[[ EXTRACTED ENTRIES open ]]
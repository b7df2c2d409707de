//! Administrative entry points exposed to the host.

use serde::Serialize;

use fdw_core::{FdwResult, RemoteVersion, ServerDescriptor, UserMapping};

use crate::engine::ConnectionManager;

pub const VERSION_NUM: i32 = 10202;
pub const VERSION_STRING: &str = "1.2.2";

/// A `(name, value)` row as shown to the host
#[derive(Debug, Clone, PartialEq, Eq, Serialize)]
pub struct Setting {
    pub name: String,
    pub value: String,
}

impl Setting {
    fn new(name: impl Into<String>, value: impl Into<String>) -> Self {
        Self {
            name: name.into(),
            value: value.into(),
        }
    }
}

#[derive(Debug, Clone, PartialEq, Eq, Serialize)]
pub struct RemoteVersionInfo {
    pub version: RemoteVersion,
    pub version_num: i32,
    pub version_string: String,
}

pub fn version() -> i32 {
    VERSION_NUM
}

pub fn version_string() -> &'static str {
    VERSION_STRING
}

/// Closes every cached remote connection; returns how many were closed.
pub async fn close_connections(manager: &ConnectionManager) -> usize {
    let closed = manager.close_all().await;
    tracing::info!(closed, "cached remote connections closed");
    closed
}

/// Effective options for `server`, plus the user mapping when given.
/// Passwords are always redacted.
pub fn server_options(server: &ServerDescriptor, user: Option<&UserMapping>) -> Vec<Setting> {
    let mut settings: Vec<Setting> = server
        .options
        .to_pairs()
        .into_iter()
        .map(|(name, value)| Setting::new(name, value))
        .collect();
    if let Some(user) = user {
        if let Some(username) = &user.options.username {
            settings.push(Setting::new("username", username.clone()));
        }
        if let Some(password) = &user.options.password {
            settings.push(Setting::new("password", password.to_string()));
        }
    }
    settings
}

pub async fn diag_settings(manager: &ConnectionManager) -> Vec<Setting> {
    let settings = manager.settings();
    vec![
        Setting::new("version", VERSION_STRING),
        Setting::new("cached_connections", manager.cached_count().await.to_string()),
        Setting::new("local_encoding", settings.local_encoding.clone()),
        Setting::new("client_charset", settings.client_charset()),
        Setting::new("time_zone", settings.time_zone.to_string()),
        Setting::new(
            "connect_timeout",
            settings
                .connect_timeout
                .map_or_else(|| "none".to_string(), |t| format!("{}s", t.as_secs())),
        ),
        Setting::new("log_filter", settings.log_filter.clone()),
    ]
}

/// Remote engine version as reported by the session for `(server, user)`.
pub async fn remote_version(
    manager: &ConnectionManager,
    server: &ServerDescriptor,
    user: &UserMapping,
) -> FdwResult<RemoteVersionInfo> {
    let session = manager.acquire(server, user, 1).await?;
    Ok(RemoteVersionInfo {
        version: session.version,
        version_num: session.version.0,
        version_string: session.version_string.clone(),
    })
}

#[cfg(test)]
mod tests {
    use super::*;

    #[test]
    fn version_is_fixed() {
        assert_eq!(version(), 10202);
        assert_eq!(version_string(), "1.2.2");
    }

    #[test]
    fn server_options_redact_the_password() {
        let server = ServerDescriptor::new("fb", &[("address", "db.internal"), ("database", "/data/emp.fdb")]).unwrap();
        let user = UserMapping::new("alice", &[("username", "SYSDBA"), ("password", "masterkey")]).unwrap();

        let settings = server_options(&server, Some(&user));
        assert!(settings.contains(&Setting::new("address", "db.internal")));
        assert!(settings.contains(&Setting::new("port", "3050")));
        assert!(settings.contains(&Setting::new("username", "SYSDBA")));
        let password = settings.iter().find(|s| s.name == "password").unwrap();
        assert_ne!(password.value, "masterkey");

        let json = serde_json::to_string(&settings).unwrap();
        assert!(!json.contains("masterkey"));

        let without_user = server_options(&server, None);
        assert!(without_user.iter().all(|s| s.name != "password"));
    }
}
[[ EXTRACTED ENTRIES closed ]]
### EXERCISE REQUIREMENTS
Reproduce the preceding records exactly and completely.

### OUTPUT OF THE EXERCISE
repository b7df2c2d409707de
//! Administrative entry points exposed to the host.

use serde::Serialize;

use fdw_core::{FdwResult, RemoteVersion, ServerDescriptor, UserMapping};

use crate::engine::ConnectionManager;

pub const VERSION_NUM: i32 = 10202;
pub const VERSION_STRING: &str = "1.2.2";

/// A `(name, value)` row as shown to the host
#[derive(Debug, Clone, PartialEq, Eq, Serialize)]
pub struct Setting {
    pub name: String,
    pub value: String,
}

impl Setting {
    fn new(name: impl Into<String>, value: impl Into<String>) -> Self {
        Self {
            name: name.into(),
            value: value.into(),
        }
    }
}

#[derive(Debug, Clone, PartialEq, Eq, Serialize)]
pub struct RemoteVersionInfo {
    pub version: RemoteVersion,
    pub version_num: i32,
    pub version_string: String,
}

pub fn version() -> i32 {
    VERSION_NUM
}

pub fn version_string() -> &'static str {
    VERSION_STRING
}

/// Closes every cached remote connection; returns how many were closed.
pub async fn close_connections(manager: &ConnectionManager) -> usize {
    let closed = manager.close_all().await;
    tracing::info!(closed, "cached remote connections closed");
    closed
}

/// Effective options for `server`, plus the user mapping when given.
/// Passwords are always redacted.
pub fn server_options(server: &ServerDescriptor, user: Option<&UserMapping>) -> Vec<Setting> {
    let mut settings: Vec<Setting> = server
        .options
        .to_pairs()
        .into_iter()
        .map(|(name, value)| Setting::new(name, value))
        .collect();
    if let Some(user) = user {
        if let Some(username) = &user.options.username {
            settings.push(Setting::new("username", username.clone()));
        }
        if let Some(password) = &user.options.password {
            settings.push(Setting::new("password", password.to_string()));
        }
    }
    settings
}

pub async fn diag_settings(manager: &ConnectionManager) -> Vec<Setting> {
    let settings = manager.settings();
    vec![
        Setting::new("version", VERSION_STRING),
        Setting::new("cached_connections", manager.cached_count().await.to_string()),
        Setting::new("local_encoding", settings.local_encoding.clone()),
        Setting::new("client_charset", settings.client_charset()),
        Setting::new("time_zone", settings.time_zone.to_string()),
        Setting::new(
            "connect_timeout",
            settings
                .connect_timeout
                .map_or_else(|| "none".to_string(), |t| format!("{}s", t.as_secs())),
        ),
        Setting::new("log_filter", settings.log_filter.clone()),
    ]
}

/// Remote engine version as reported by the session for `(server, user)`.
pub async fn remote_version(
    manager: &ConnectionManager,
    server: &ServerDescriptor,
    user: &UserMapping,
) -> FdwResult<RemoteVersionInfo> {
    let session = manager.acquire(server, user, 1).await?;
    Ok(RemoteVersionInfo {
        version: session.version,
        version_num: session.version.0,
        version_string: session.version_string.clone(),
    })
}

#[cfg(test)]
mod tests {
    use super::*;

    #[test]
    fn version_is_fixed() {
        assert_eq!(version(), 10202);
        assert_eq!(version_string(), "1.2.2");
    }

    #[test]
    fn server_options_redact_the_password() {
        let server = ServerDescriptor::new("fb", &[("address", "db.internal"), ("database", "/data/emp.fdb")]).unwrap();
        let user = UserMapping::new("alice", &[("username", "SYSDBA"), ("password", "masterkey")]).unwrap();

        let settings = server_options(&server, Some(&user));
        assert!(settings.contains(&Setting::new("address", "db.internal")));
        assert!(settings.contains(&Setting::new("port", "3050")));
        assert!(settings.contains(&Setting::new("username", "SYSDBA")));
        let password = settings.iter().find(|s| s.name == "password").unwrap();
        assert_ne!(password.value, "masterkey");

        let json = serde_json::to_string(&settings).unwrap();
        assert!(!json.contains("masterkey"));

        let without_user = server_options(&server, None);
        assert!(without_user.iter().all(|s| s.name != "password"));
    }
}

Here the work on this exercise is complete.